Gaza – Où est la loi ?

Par Reed Brody, le 10 novembre 2023

Alors qu’Israël lançait sa campagne aérienne à Gaza le mois dernier, des bombes ont détruit la maison de mon cher ami Raji Sourani, directeur du Centre palestinien pour les droits de l’homme. Trois jours plus tôt, Sourani avait déclaré à Democracy Now ! , « Je suis ici comme un olivier . Nous ne quitterons jamais notre patrie. Mais lorsque les bombes pleuvent, il se demande s’il n’a pas commis une erreur en refusant de partir. Il n’avait pas voulu « faire partie de la nouvelle Nakba », comme il l’a écrit à ses amis après avoir survécu.

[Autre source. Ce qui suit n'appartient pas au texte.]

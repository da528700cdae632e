//! HTTP and WebSocket routes for the Palmer server.

use std::sync::Arc;

use axum::{
    Router,
    extract::{
        State, WebSocketUpgrade,
        ws::{Message, WebSocket},
    },
    response::{IntoResponse, Json},
    routing::get,
};

#[cfg(feature = "embedded-frontend")]
use axum::extract::Path as AxumPath;

#[cfg(not(feature = "embedded-frontend"))]
use axum::response::Html;
use futures::stream::SplitSink;
use futures::{SinkExt, StreamExt};
use palmer_core::{Dataset, InputDef, InputRegistry};
use tower_http::cors::CorsLayer;

use crate::ServerConfig;
use crate::error::{ServerError, ServerResult};
use crate::protocol::{ClientMessage, ServerMessage};
use crate::session::DashboardSession;

#[cfg(feature = "embedded-frontend")]
use crate::embedded_frontend;

/// Application state shared across handlers.
///
/// Only immutable data lives here; every connection builds its own session.
pub struct AppState {
    /// The dataset, loaded once at startup.
    pub dataset: Arc<Dataset>,
    /// Server configuration.
    pub config: ServerConfig,
}

impl AppState {
    /// A fresh session with default inputs.
    pub fn new_session(&self) -> ServerResult<DashboardSession> {
        DashboardSession::new(Arc::clone(&self.dataset), self.config.title.clone())
    }
}

/// Create the router with all routes.
pub fn create_router(state: Arc<AppState>) -> Router {
    let router = Router::new()
        .route("/health", get(health_handler))
        .route("/ws", get(ws_handler))
        .route("/api/inputs", get(inputs_handler))
        .route("/api/state", get(state_handler));

    // Add frontend routes
    #[cfg(feature = "embedded-frontend")]
    let router = router
        .route("/", get(frontend_index_handler))
        .route("/static/{*path}", get(static_handler));

    #[cfg(not(feature = "embedded-frontend"))]
    let router = router.route("/", get(index_handler));

    router.layer(CorsLayer::permissive()).with_state(state)
}

/// Index page handler (fallback when embedded-frontend is disabled).
#[cfg(not(feature = "embedded-frontend"))]
async fn index_handler() -> Html<&'static str> {
    Html(
        r#"<!DOCTYPE html>
<html>
<head>
    <title>Palmer Penguins</title>
    <style>
        body { font-family: system-ui, sans-serif; margin: 2rem; }
        h1 { color: #159090; }
    </style>
</head>
<body>
    <h1>Palmer Dashboard Server</h1>
    <p>WebSocket endpoint: <code>/ws</code></p>
    <p>API endpoints:</p>
    <ul>
        <li><code>GET /health</code> - Health check</li>
        <li><code>GET /api/inputs</code> - Input definitions with defaults</li>
        <li><code>GET /api/state</code> - Dashboard state for the default inputs</li>
    </ul>
    <p><em>Note: The full UI is available with the <code>embedded-frontend</code> feature.</em></p>
    <script>
        const ws = new WebSocket(`ws://${location.host}/ws`);
        ws.onmessage = (e) => console.log('Server:', JSON.parse(e.data));
        ws.onopen = () => ws.send(JSON.stringify({ type: 'get_state' }));
    </script>
</body>
</html>"#,
    )
}

/// Serve the embedded frontend index.html.
#[cfg(feature = "embedded-frontend")]
async fn frontend_index_handler() -> impl IntoResponse {
    embedded_frontend::serve_index()
}

/// Serve static assets from the embedded frontend.
#[cfg(feature = "embedded-frontend")]
async fn static_handler(AxumPath(path): AxumPath<String>) -> impl IntoResponse {
    embedded_frontend::serve_static(path)
}

/// Health check handler.
async fn health_handler(State(state): State<Arc<AppState>>) -> Json<serde_json::Value> {
    Json(serde_json::json!({
        "status": "ok",
        "version": env!("CARGO_PKG_VERSION"),
        "rows": state.dataset.len(),
    }))
}

/// Input definitions at their defaults.
async fn inputs_handler() -> Json<Vec<InputDef>> {
    Json(InputRegistry::new().definitions())
}

/// Dashboard state for the default inputs.
async fn state_handler(State(state): State<Arc<AppState>>) -> impl IntoResponse {
    match state.new_session() {
        Ok(session) => Json(session.get_state()),
        Err(e) => Json(ServerMessage::Error {
            message: e.to_string(),
        }),
    }
}

/// WebSocket upgrade handler.
async fn ws_handler(ws: WebSocketUpgrade, State(state): State<Arc<AppState>>) -> impl IntoResponse {
    ws.on_upgrade(|socket| handle_websocket(socket, state))
}

/// Handle WebSocket connection.
async fn handle_websocket(socket: WebSocket, state: Arc<AppState>) {
    let (mut sender, mut receiver) = socket.split();

    let mut session = match state.new_session() {
        Ok(session) => session,
        Err(e) => {
            tracing::warn!("Failed to create session: {}", e);
            let _ = send_message(
                &mut sender,
                &ServerMessage::Error {
                    message: e.to_string(),
                },
            )
            .await;
            return;
        }
    };
    tracing::info!("Session {} opened", session.id());

    // Send initial state
    if let Err(e) = send_message(&mut sender, &session.get_state()).await {
        tracing::warn!("Session {}: {}", session.id(), e);
        return;
    }

    // Handle incoming client messages
    'connection: while let Some(result) = receiver.next().await {
        let replies = match result {
            Ok(Message::Text(text)) => match serde_json::from_str::<ClientMessage>(&text) {
                Ok(msg) => session.handle(msg),
                Err(e) => {
                    tracing::warn!("Failed to parse client message: {} (input: {})", e, text);
                    vec![ServerMessage::Error {
                        message: format!("Invalid message format: {}", e),
                    }]
                }
            },
            Ok(Message::Close(_)) => break,
            Err(e) => {
                tracing::warn!("WebSocket error: {}", e);
                break;
            }
            _ => continue,
        };

        for reply in &replies {
            if let Err(e) = send_message(&mut sender, reply).await {
                tracing::warn!("Session {}: {}", session.id(), e);
                break 'connection;
            }
        }
    }

    tracing::info!(
        "Session {} closed after {} recomputations",
        session.id(),
        session.recomputations()
    );
}

/// Send a server message through the WebSocket.
async fn send_message(
    sender: &mut SplitSink<WebSocket, Message>,
    msg: &ServerMessage,
) -> ServerResult<()> {
    let json = serde_json::to_string(msg)?;
    sender
        .send(Message::Text(json.into()))
        .await
        .map_err(|e| ServerError::WebSocket(e.to_string()))
}
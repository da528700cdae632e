//! Dataset loading and input flags shared by the rendering commands.

use std::path::{Path, PathBuf};
use std::sync::Arc;

use clap::Args;
use palmer_core::{Dataset, InputValue, load_dataset, load_dataset_from};
use palmer_server::DashboardSession;

/// Dataset and input flags.
#[derive(Args, Debug, Clone, Default)]
pub struct FilterArgs {
    /// Penguin CSV to load instead of the bundled sample
    #[arg(long)]
    pub data: Option<PathBuf>,

    /// Species to keep, comma separated (default: all; pass the flag alone for none)
    #[arg(long, num_args = 0.., value_delimiter = ',')]
    pub species: Option<Vec<String>>,

    /// Islands to keep, comma separated (default: all; pass the flag alone for none)
    #[arg(long, num_args = 0.., value_delimiter = ',')]
    pub island: Option<Vec<String>>,

    /// Measurement plotted by the charts (e.g. body_mass_g)
    #[arg(long)]
    pub attribute: Option<String>,

    /// Number of bins of the attribute histogram (1-100)
    #[arg(long)]
    pub plotly_bins: Option<f64>,

    /// Number of bins of the distribution chart (5-50)
    #[arg(long)]
    pub seaborn_bins: Option<f64>,
}

impl FilterArgs {
    /// Input writes requested on the command line, in registry order.
    fn updates(&self) -> Vec<(&'static str, InputValue)> {
        let mut updates = Vec::new();
        if let Some(attribute) = &self.attribute {
            updates.push(("selected_attribute", InputValue::Text(attribute.clone())));
        }
        if let Some(bins) = self.plotly_bins {
            updates.push(("plotly_bin_count", InputValue::Number(bins)));
        }
        if let Some(bins) = self.seaborn_bins {
            updates.push(("seaborn_bin_count", InputValue::Number(bins)));
        }
        if let Some(species) = &self.species {
            updates.push(("selected_species_list", InputValue::List(species.clone())));
        }
        if let Some(islands) = &self.island {
            updates.push(("selected_island_list", InputValue::List(islands.clone())));
        }
        updates
    }
}

/// Load the bundled sample or the CSV at `path`.
pub fn load(path: Option<&Path>) -> palmer_core::Result<Dataset> {
    match path {
        Some(path) => load_dataset_from(path),
        None => load_dataset(),
    }
}

/// A session with the command line inputs applied.
pub fn open_session(args: &FilterArgs, title: &str) -> anyhow::Result<DashboardSession> {
    let dataset = Arc::new(load(args.data.as_deref())?);
    let mut session = DashboardSession::new(dataset, title)?;

    for (name, value) in args.updates() {
        session.apply_input(name, &value)?;
    }

    Ok(session)
}

#[cfg(test)]
mod tests {
    use super::*;

    #[test]
    fn test_no_flags_no_updates() {
        assert!(FilterArgs::default().updates().is_empty());
    }

    #[test]
    fn test_empty_species_flag_selects_nothing() {
        let args = FilterArgs {
            species: Some(vec![]),
            ..FilterArgs::default()
        };
        let session = open_session(&args, "test").unwrap();
        assert!(session.filtered_data().is_empty());
    }

    #[test]
    fn test_flags_applied_without_rendering() {
        let args = FilterArgs {
            species: Some(vec!["Gentoo".to_string()]),
            island: Some(vec!["Biscoe".to_string()]),
            plotly_bins: Some(25.0),
            ..FilterArgs::default()
        };
        let session = open_session(&args, "test").unwrap();
        assert_eq!(session.recomputations(), 0);
        assert_eq!(session.filtered_data().len(), 14);
        assert_eq!(session.recomputations(), 1);
    }

    #[test]
    fn test_invalid_attribute_is_reported() {
        let args = FilterArgs {
            attribute: Some("wingspan".to_string()),
            ..FilterArgs::default()
        };
        let err = open_session(&args, "test").err().unwrap();
        assert!(err.to_string().contains("wingspan"));
    }
}
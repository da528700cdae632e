//! Output dependency graph.
//!
//! This module provides:
//! - The static producer → consumer wiring of inputs, the filtered view and outputs
//! - Selection of the outputs to re-render after an input change
//! - Cycle detection with helpful error messages

mod types;

pub use types::{NodeId, OutputGraph, OutputId};
//! End-to-end tests for Palmer CLI commands.
//!
//! These tests verify that the CLI produces expected output
//! for the bundled sample and for user-provided CSV files.

#![allow(deprecated)] // Allow deprecated Command::cargo_bin for tests

use std::fs;
use std::path::PathBuf;

use assert_cmd::Command;
use predicates::prelude::*;
use tempfile::TempDir;

// =============================================================================
// Test Helpers
// =============================================================================

/// A temporary directory holding a penguin CSV.
struct TestData {
    temp_dir: TempDir,
    csv_path: PathBuf,
}

impl TestData {
    fn new(source: &str) -> Self {
        let temp_dir = TempDir::new().expect("Failed to create temp directory");
        let csv_path = temp_dir.path().join("penguins.csv");
        fs::write(&csv_path, source).expect("Failed to write CSV");

        Self { temp_dir, csv_path }
    }

    fn path(&self) -> &PathBuf {
        &self.csv_path
    }

    fn dir(&self) -> &std::path::Path {
        self.temp_dir.path()
    }
}

fn three_rows() -> String {
    "\
species,island,bill_length_mm,bill_depth_mm,flipper_length_mm,body_mass_g,sex,year
Adelie,Biscoe,37.8,18.3,174,3400,female,2007
Gentoo,Dream,46.1,13.2,211,4500,female,2007
Chinstrap,Torgersen,46.5,17.9,192,3500,female,2007
"
    .to_string()
}

fn palmer() -> Command {
    Command::cargo_bin("palmer").expect("binary builds")
}

// =============================================================================
// inputs
// =============================================================================

#[test]
fn inputs_lists_every_input() {
    palmer()
        .arg("inputs")
        .assert()
        .success()
        .stdout(predicate::str::contains("selected_attribute"))
        .stdout(predicate::str::contains("plotly_bin_count"))
        .stdout(predicate::str::contains("seaborn_bin_count"))
        .stdout(predicate::str::contains("selected_species_list"))
        .stdout(predicate::str::contains("selected_island_list"))
        .stdout(predicate::str::contains("slider 5..=50 step 1 (default 20)"));
}

#[test]
fn inputs_as_json() {
    let output = palmer().args(["inputs", "--json"]).output().unwrap();
    assert!(output.status.success());

    let json: serde_json::Value = serde_json::from_slice(&output.stdout).unwrap();
    let inputs = json.as_array().unwrap();
    assert_eq!(inputs.len(), 5);
    assert_eq!(inputs[3]["type"], "checkbox_group");
}

// =============================================================================
// show
// =============================================================================

#[test]
fn show_filters_by_species() {
    palmer()
        .args(["show", "--output", "penguins_datatable", "--species", "Gentoo"])
        .assert()
        .success()
        .stdout(predicate::str::contains("14 of 64 rows selected"))
        .stdout(predicate::str::contains("(14 rows)"))
        .stdout(predicate::str::contains("Adelie").not());
}

#[test]
fn show_with_empty_selection() {
    palmer()
        .args(["show", "--output", "penguins_datagrid", "--island"])
        .assert()
        .success()
        .stdout(predicate::str::contains("(0 rows)"));
}

#[test]
fn show_three_row_file() {
    let data = TestData::new(&three_rows());

    palmer()
        .arg("show")
        .arg("--data")
        .arg(data.path())
        .args(["--species", "Adelie,Gentoo", "--output", "penguins_datatable"])
        .assert()
        .success()
        .stdout(predicate::str::contains("2 of 3 rows selected"))
        .stdout(predicate::str::contains("Chinstrap").not());
}

#[test]
fn show_histogram_as_json() {
    let output = palmer()
        .args([
            "show",
            "--output",
            "histogram_plot",
            "--format",
            "json",
            "--attribute",
            "body_mass_g",
            "--plotly-bins",
            "7",
        ])
        .output()
        .unwrap();
    assert!(output.status.success());

    let json: serde_json::Value = serde_json::from_slice(&output.stdout).unwrap();
    assert_eq!(json["id"], "histogram_plot");
    assert_eq!(json["data"]["layout"]["barmode"], "stack");
    assert_eq!(json["data"]["layout"]["xaxis"]["title"]["text"], "Body Mass G");
    assert_eq!(json["data"]["data"][0]["x"].as_array().unwrap().len(), 7);
}

#[test]
fn show_every_output_by_default() {
    palmer()
        .arg("show")
        .assert()
        .success()
        .stdout(predicate::str::contains("(penguins_datatable)"))
        .stdout(predicate::str::contains("(penguins_datagrid)"))
        .stdout(predicate::str::contains("Penguin Attribute Histogram"))
        .stdout(predicate::str::contains("Penguin Attribute vs Body Mass"))
        .stdout(predicate::str::contains("Distribution of Bill Length Mm"));
}

#[test]
fn show_unknown_output_fails_with_hint() {
    palmer()
        .args(["show", "--output", "pie_chart"])
        .assert()
        .failure()
        .stderr(predicate::str::contains("unknown output: pie_chart"))
        .stderr(predicate::str::contains("hint:"));
}

#[test]
fn show_invalid_attribute_fails_with_hint() {
    palmer()
        .args(["show", "--attribute", "wingspan"])
        .assert()
        .failure()
        .stderr(predicate::str::contains("not a measurement column"))
        .stderr(predicate::str::contains("palmer inputs"));
}

#[test]
fn show_missing_data_file_fails() {
    let dir = TempDir::new().unwrap();
    palmer()
        .arg("show")
        .arg("--data")
        .arg(dir.path().join("missing.csv"))
        .assert()
        .failure()
        .stderr(predicate::str::contains("hint:"));
}

#[test]
fn show_malformed_csv_fails() {
    let data = TestData::new("species,island\nAdelie,Biscoe\n");
    palmer()
        .arg("show")
        .arg("--data")
        .arg(data.path())
        .assert()
        .failure()
        .stderr(predicate::str::contains("bill_length_mm"));
}

// =============================================================================
// export
// =============================================================================

#[test]
fn export_writes_standalone_page() {
    let data = TestData::new(&three_rows());
    let out = data.dir().join("dashboard.html");

    palmer()
        .arg("export")
        .arg("--data")
        .arg(data.path())
        .arg("-o")
        .arg(&out)
        .assert()
        .success()
        .stdout(predicate::str::contains("Exported"));

    let html = fs::read_to_string(&out).unwrap();
    assert!(html.contains("<title>Palmer Penguins</title>"));
    assert!(html.contains("cdn.plot.ly"));
    assert!(html.contains("id=\"histogram_plot\""));
    assert!(html.contains("id=\"distribution_plot\""));
    assert!(html.contains("Chinstrap"));
}
use palmer_core::{Attribute, FilteredView, Species};
use serde_json::Value;

use super::binning::Bins;
use super::figure::{Figure, Layout, Trace};
use super::{group_by_species, text_bar};
use crate::render::Render;

/// Stacked-by-species histogram of one attribute (`histogram_plot`).
#[derive(Debug, Clone)]
pub struct AttributeHistogram {
    attribute: Attribute,
    bins: Option<Bins>,
    series: Vec<(Species, Vec<u32>)>,
}

impl AttributeHistogram {
    pub const TITLE: &'static str = "Penguin Attribute Histogram";

    pub fn new(view: &FilteredView, attribute: Attribute, bin_count: u32) -> Self {
        let groups = group_by_species(view, attribute);
        let all: Vec<f64> = groups.iter().flat_map(|(_, v)| v.iter().copied()).collect();
        let bins = Bins::equal_width(&all, bin_count);

        let series = match &bins {
            Some(bins) => groups
                .into_iter()
                .map(|(species, values)| (species, bins.counts(values)))
                .collect(),
            None => Vec::new(),
        };

        Self {
            attribute,
            bins,
            series,
        }
    }

    pub fn bins(&self) -> Option<&Bins> {
        self.bins.as_ref()
    }

    /// Per-species counts, one entry per bin.
    pub fn series(&self) -> &[(Species, Vec<u32>)] {
        &self.series
    }

    /// Stacked height of every bin.
    pub fn totals(&self) -> Vec<u32> {
        let len = self.bins.as_ref().map_or(0, Bins::len);
        let mut totals = vec![0; len];
        for (_, counts) in &self.series {
            for (total, count) in totals.iter_mut().zip(counts) {
                *total += count;
            }
        }
        totals
    }

    pub fn figure(&self) -> Figure {
        let mut layout = Layout::new(Self::TITLE, self.attribute.label(), "Count");
        layout.barmode = Some("stack");
        layout.bargap = Some(0.0);

        let data = match &self.bins {
            Some(bins) => self
                .series
                .iter()
                .map(|(species, counts)| {
                    Trace::bars(
                        *species,
                        bins.centers(),
                        counts.iter().map(|&c| c as f64).collect(),
                        bins.width(),
                    )
                })
                .collect(),
            None => Vec::new(),
        };

        Figure { data, layout }
    }
}

impl Render for AttributeHistogram {
    fn render_text(&self) -> String {
        let mut out = format!("{}\n{} by species\n", Self::TITLE, self.attribute.label());
        let Some(bins) = &self.bins else {
            out.push_str("(no data)");
            return out;
        };

        let totals = self.totals();
        let max = totals.iter().copied().max().unwrap_or(0);
        for (edge, total) in bins.edges().windows(2).zip(&totals) {
            out.push_str(&format!(
                "{:>10.2} - {:<10.2} {:<40} {}\n",
                edge[0],
                edge[1],
                text_bar(*total, max, 40),
                total
            ));
        }

        let legend: Vec<String> = self
            .series
            .iter()
            .map(|(species, counts)| format!("{} {}", species, counts.iter().sum::<u32>()))
            .collect();
        out.push_str(&legend.join(", "));
        out
    }

    fn render_html(&self) -> Option<String> {
        Some(self.figure().to_html("histogram_plot"))
    }

    fn render_data(&self) -> Option<Value> {
        serde_json::to_value(self.figure()).ok()
    }
}
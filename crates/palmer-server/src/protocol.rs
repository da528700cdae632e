//! WebSocket protocol messages for the Palmer server.
//!
//! Defines the message types exchanged between client and server.

use palmer::RenderedOutput;
use palmer_core::{InputDef, InputValue};
use serde::{Deserialize, Serialize};

/// Messages sent from client to server.
#[derive(Debug, Clone, PartialEq, Serialize, Deserialize)]
#[serde(tag = "type", rename_all = "snake_case")]
pub enum ClientMessage {
    /// Request the full dashboard state.
    GetState,

    /// Write a new value to an input.
    InputUpdate {
        /// Input name (e.g. `selected_species_list`).
        name: String,
        /// New value; number, text or list of labels.
        value: InputValue,
    },

    /// Restore every input to its default.
    ResetInputs,
}

/// Messages sent from server to client.
#[derive(Debug, Clone, PartialEq, Serialize, Deserialize)]
#[serde(tag = "type", rename_all = "snake_case")]
pub enum ServerMessage {
    /// Full dashboard state (sent on connection, on request and after a reset).
    DashboardState {
        /// Page title.
        title: String,
        /// Every input with its current value.
        inputs: Vec<InputDef>,
        /// Every output, in page order.
        outputs: Vec<RenderedOutput>,
    },

    /// An output was re-rendered after an input change.
    OutputUpdated {
        output: RenderedOutput,
    },

    /// An input update was rejected; the input kept its previous value.
    InputRejected {
        /// Input name as sent by the client.
        name: String,
        /// Error message.
        error: String,
    },

    /// General error.
    Error {
        message: String,
    },
}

Ce qui rend l’attaque contre la maison de Sourani particulièrement inquiétante parmi tous les meurtres gratuits du mois dernier, c’est que Raji, lauréat du prix Robert F. Kennedy pour les droits de l’homme, symbolise depuis 40 ans la tentative d’utiliser la loi pour réparer les crimes israéliens contre les civils palestiniens, y compris les crimes de guerre, les punitions collectives, les colonies illégales et l’apartheid.

Je me souviens d’être assis à côté de Sourani à La Haye en décembre 2020 lorsqu’il a regardé la procureure de la Cour pénale internationale, Fatou Bensouda, dans les yeux et l’a suppliée de dire aux Palestiniens qu’ils pouvaient faire confiance à la CPI pour tenir compte de leur sort, que la Cour pouvait les assurer que le droit international a encore un sens pour eux et la violence n’est pas la seule arme dont ils disposent.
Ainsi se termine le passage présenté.